Levitis and his colleagues don’t think so. They analyzed primate females, humans included, comparing their brain size to the age at which they stopped reproducing and the age at which they died. Even taking into account our gigantic brains, women are still odd. Compared to other primates, women stop reproducing sooner than you’d predict, and then go on living much longer than you’d predict.
So Levitis and his colleagues are left with the fact that human females typically enjoy a vastly longer post-reproductive life than their fellow primates, a life that can’t be explained away by other factors such as the size of their brains. Through human history, it appears, at least a third of women were post-fertile at any moment–a percentage that’s ten times higher than among the most pampered zoo-dwelling primates. There seems to be something special, something worth explaining, about menopause.
To explain this remarkable turn of evolutionary events, the scientists offer up a hypothesis. Six million years ago, our early hominin female ancestors were like other female primates. They could potentially live beyond their last childbirth, but they almost never did because most were dead by then.
And then hominins took an unusual evolutionary course. They evolved big brains and acquired new capacities–for making more versatile tools, for example, and for communicating with language. These factors may have allowed hominins to live longer. As a result, more females lived beyond their reproductive years.
Now the benefits of life after menopause could emerge. Any genes that enabled women to live longer would be favored by natural selection, because older women could raise the odds of their descendants surviving. Over many generations, women evolved a life in which they spent a dramatically larger part of it not having children.
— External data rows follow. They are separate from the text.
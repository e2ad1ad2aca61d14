// Walks a template's field script over a packet buffer.
//
// All per-decode state lives in a local DecodeContext; templates, elements
// and the registry are only read, so any number of connections can decode
// concurrently with the same definitions.

use std::collections::HashMap;

use bytes::Bytes;
use serde::{Deserialize, Serialize};
use serde_json::{Map, Value as JsonValue};
use tracing::trace;

use crate::error::{DecodeError, EnumerateError};
use crate::field::{self, FieldElement, FieldReader};
use crate::registry::{InterpretEnv, MetaclassRegistry};
use crate::template::PacketTemplate;
use crate::value::{FieldValue, Value};

/// One step of a template's script.
#[derive(Debug, Clone, PartialEq, Serialize, Deserialize)]
#[serde(tag = "node", rename_all = "snake_case")]
pub enum ScriptNode {
    Field(FieldElement),
    /// Body repeated `count` times.
    Loop { count: LoopCount, body: Vec<ScriptNode> },
    /// Structural grouping; decoded in place.
    Block { id: String, body: Vec<ScriptNode> },
}

impl ScriptNode {
    pub fn field(element: FieldElement) -> Self {
        ScriptNode::Field(element)
    }
}

#[derive(Debug, Clone, PartialEq, Eq, Serialize, Deserialize)]
#[serde(rename_all = "snake_case")]
pub enum LoopCount {
    Fixed(usize),
    /// Latest decoded value of this alias.
    Field(String),
}

/// Which optional steps a decode performs.
#[derive(Debug, Clone, Copy, PartialEq, Eq)]
pub struct ReadOptions {
    pub modify: bool,
    pub interpret: bool,
}

impl ReadOptions {
    pub const RAW: ReadOptions = ReadOptions {
        modify: false,
        interpret: false,
    };
    pub const MODIFIED: ReadOptions = ReadOptions {
        modify: true,
        interpret: false,
    };
    pub const FULL: ReadOptions = ReadOptions {
        modify: true,
        interpret: true,
    };
}

#[derive(Debug, Clone)]
struct Entry {
    alias: String,
    offset: usize,
    value: FieldValue,
    interpreter: Option<String>,
}

/// Decode result: every field occurrence with its offset, indexed by all of
/// the element's aliases.
#[derive(Debug, Clone, Default)]
pub struct DecodedPacket {
    entries: Vec<Entry>,
    index: HashMap<String, Vec<usize>>,
    consumed: usize,
    length: usize,
}

impl DecodedPacket {
    fn push(&mut self, element: &FieldElement, offset: usize, value: FieldValue) {
        let slot = self.entries.len();
        for alias in element.aliases() {
            self.index.entry(alias.to_string()).or_default().push(slot);
        }
        self.entries.push(Entry {
            alias: element.alias.clone(),
            offset,
            value,
            interpreter: element.interpreter.clone(),
        });
    }

    fn slots(&self, alias: &str) -> &[usize] {
        self.index.get(alias).map(Vec::as_slice).unwrap_or(&[])
    }

    /// First occurrence of `alias`.
    pub fn get(&self, alias: &str) -> Option<&FieldValue> {
        self.slots(alias).first().map(|&i| &self.entries[i].value)
    }

    pub fn latest(&self, alias: &str) -> Option<&FieldValue> {
        self.slots(alias).last().map(|&i| &self.entries[i].value)
    }

    /// All occurrences of `alias` in decode order, with their byte offsets.
    pub fn occurrences<'a>(&'a self, alias: &str) -> impl Iterator<Item = (usize, &'a FieldValue)> + 'a {
        self.slots(alias).iter().map(move |&i| {
            let entry = &self.entries[i];
            (entry.offset, &entry.value)
        })
    }

    pub fn count(&self, alias: &str) -> usize {
        self.slots(alias).len()
    }

    pub fn value(&self, alias: &str) -> Option<&Value> {
        self.get(alias).map(FieldValue::value)
    }

    pub fn integer(&self, alias: &str) -> Option<i64> {
        self.value(alias).and_then(Value::as_i64)
    }

    pub fn text(&self, alias: &str) -> Option<&str> {
        self.value(alias).and_then(Value::as_str)
    }

    pub fn bytes(&self, alias: &str) -> Option<&[u8]> {
        self.value(alias).and_then(Value::as_bytes)
    }

    /// Number of decoded occurrences.
    pub fn len(&self) -> usize {
        self.entries.len()
    }

    pub fn is_empty(&self) -> bool {
        self.entries.is_empty()
    }

    /// Offset just past the last decoded field.
    pub fn consumed(&self) -> usize {
        self.consumed
    }

    /// Bytes the script did not account for.
    pub fn trailing(&self) -> usize {
        self.length.saturating_sub(self.consumed)
    }

    /// `(primary alias, offset, value)` in script order.
    pub fn iter(&self) -> impl Iterator<Item = (&str, usize, &FieldValue)> {
        self.entries
            .iter()
            .map(|e| (e.alias.as_str(), e.offset, &e.value))
    }

    /// Interpretation of the `index`-th occurrence of `alias`, computed on
    /// demand if the decode skipped it. Contextual interpreters see the packet
    /// as it was at that occurrence's offset.
    pub fn interpret(
        &self,
        alias: &str,
        index: usize,
        registry: &MetaclassRegistry,
        env: &InterpretEnv<'_>,
    ) -> Option<JsonValue> {
        let entry = &self.entries[*self.slots(alias).get(index)?];
        if let Some(json) = entry.value.interpretation() {
            return Some(json.clone());
        }
        let name = entry.interpreter.as_deref()?;
        let cursor = FieldCursor::new(self, entry.offset);
        field::interpret(name, alias, entry.value.value(), registry, env, &cursor)
    }

    /// JSON object keyed by primary alias; repeated aliases become arrays.
    pub fn to_json(&self) -> JsonValue {
        let mut map = Map::new();
        for entry in &self.entries {
            let value = entry.value.display_json();
            if self.count(&entry.alias) > 1 {
                let slot = map
                    .entry(entry.alias.clone())
                    .or_insert_with(|| JsonValue::Array(Vec::new()));
                if let JsonValue::Array(items) = slot {
                    items.push(value);
                }
            } else {
                map.insert(entry.alias.clone(), value);
            }
        }
        JsonValue::Object(map)
    }
}

/// View of the fields decoded before a cursor position, handed to contextual
/// interpreters.
#[derive(Debug, Clone, Copy)]
pub struct FieldCursor<'a> {
    packet: &'a DecodedPacket,
    cursor: usize,
}

impl<'a> FieldCursor<'a> {
    pub fn new(packet: &'a DecodedPacket, cursor: usize) -> Self {
        Self { packet, cursor }
    }

    pub fn cursor(&self) -> usize {
        self.cursor
    }

    /// Closest occurrence of `alias` that starts before the cursor.
    pub fn preceding(&self, alias: &str) -> Option<&'a FieldValue> {
        self.packet
            .occurrences(alias)
            .filter(|(offset, _)| *offset < self.cursor)
            .last()
            .map(|(_, value)| value)
    }

    pub fn packet(&self) -> &'a DecodedPacket {
        self.packet
    }
}

struct DecodeContext<'b> {
    reader: FieldReader<'b>,
    packet: DecodedPacket,
    /// Set once an optional field is absent; everything after it is absent too.
    exhausted: bool,
}

struct FieldFailure {
    field: String,
    offset: usize,
    error: DecodeError,
}

pub struct Enumerator<'a> {
    registry: &'a MetaclassRegistry,
    env: InterpretEnv<'a>,
    options: ReadOptions,
}

impl<'a> Enumerator<'a> {
    pub fn new(registry: &'a MetaclassRegistry, env: InterpretEnv<'a>) -> Self {
        Self {
            registry,
            env,
            options: ReadOptions::FULL,
        }
    }

    pub fn with_options(mut self, options: ReadOptions) -> Self {
        self.options = options;
        self
    }

    /// Decodes `buffer` (opcode prefix included) with `template`'s script.
    pub fn enumerate(&self, template: &PacketTemplate, buffer: &Bytes) -> Result<DecodedPacket, EnumerateError> {
        let start = template.prefix().len();
        let mut ctx = DecodeContext {
            reader: FieldReader::new(buffer, start),
            packet: DecodedPacket {
                length: buffer.len(),
                consumed: start.min(buffer.len()),
                ..DecodedPacket::default()
            },
            exhausted: false,
        };

        if buffer.len() < start {
            return Err(EnumerateError {
                field: template.name().to_string(),
                offset: 0,
                unconsumed: buffer.len(),
                source: DecodeError::Underflow {
                    needed: start,
                    available: buffer.len(),
                },
                partial: ctx.packet,
            });
        }

        match self.walk(template.script(), &mut ctx) {
            Ok(()) => {
                ctx.packet.consumed = ctx.reader.position();
                trace!(
                    packet = %template.name(),
                    fields = ctx.packet.len(),
                    trailing = ctx.packet.trailing(),
                    "Enumerated packet"
                );
                Ok(ctx.packet)
            }
            Err(failure) => {
                ctx.packet.consumed = failure.offset;
                Err(EnumerateError {
                    field: failure.field,
                    offset: failure.offset,
                    unconsumed: buffer.len().saturating_sub(failure.offset),
                    source: failure.error,
                    partial: ctx.packet,
                })
            }
        }
    }

    fn walk(&self, nodes: &[ScriptNode], ctx: &mut DecodeContext<'_>) -> Result<(), FieldFailure> {
        for node in nodes {
            if ctx.exhausted {
                return Ok(());
            }
            match node {
                ScriptNode::Field(element) => self.decode(element, ctx)?,
                ScriptNode::Loop { count, body } => {
                    let offset = ctx.reader.position();
                    let n = match count {
                        LoopCount::Fixed(n) => *n,
                        LoopCount::Field(alias) => ctx
                            .packet
                            .latest(alias)
                            .and_then(|v| v.value().as_i64())
                            .and_then(|n| usize::try_from(n).ok())
                            .ok_or_else(|| FieldFailure {
                                field: alias.clone(),
                                offset,
                                error: DecodeError::LoopCount { alias: alias.clone() },
                            })?,
                    };
                    for _ in 0..n {
                        let before = ctx.reader.position();
                        self.walk(body, ctx)?;
                        // A body that reads nothing would spin on a corrupt count.
                        if ctx.exhausted || ctx.reader.position() == before {
                            break;
                        }
                    }
                }
                ScriptNode::Block { body, .. } => self.walk(body, ctx)?,
            }
        }
        Ok(())
    }

    fn decode(&self, element: &FieldElement, ctx: &mut DecodeContext<'_>) -> Result<(), FieldFailure> {
        let offset = ctx.reader.position();
        let decoded = {
            let siblings = FieldCursor::new(&ctx.packet, offset);
            field::decode_field(
                element,
                &mut ctx.reader,
                self.registry,
                self.options,
                &self.env,
                &siblings,
            )
        };
        match decoded {
            Ok(Some(value)) => {
                ctx.packet.push(element, offset, value);
                Ok(())
            }
            Ok(None) => {
                ctx.exhausted = true;
                Ok(())
            }
            Err(error) => Err(FieldFailure {
                field: element.alias.clone(),
                offset,
                error,
            }),
        }
    }
}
In this new hypothesis, human menopause becomes at once special and yet not unique. In many species, females have the capacity to live beyond reproduction, but they rarely do, depriving evolution of the opportunity to expand that stage of life. But if other animals get that chance–for whatever reason–they may evolve to be menopausal too. Even insects can benefit from menopause. In species known as the Japanese gall aphid, females stop reproducing midway through their lives. Now that their abdomens are no longer dedicated to growing eggs, they can use that space to manufacture a sticky chemical. When a predator attacks the aphid colony, the menopausal females rush forward and glue themselves to its body. The predator is swamped by the heroic females, which die in the process. The evolutionary forces behind menopause may differ between humans and aphids, but the outcome is the same.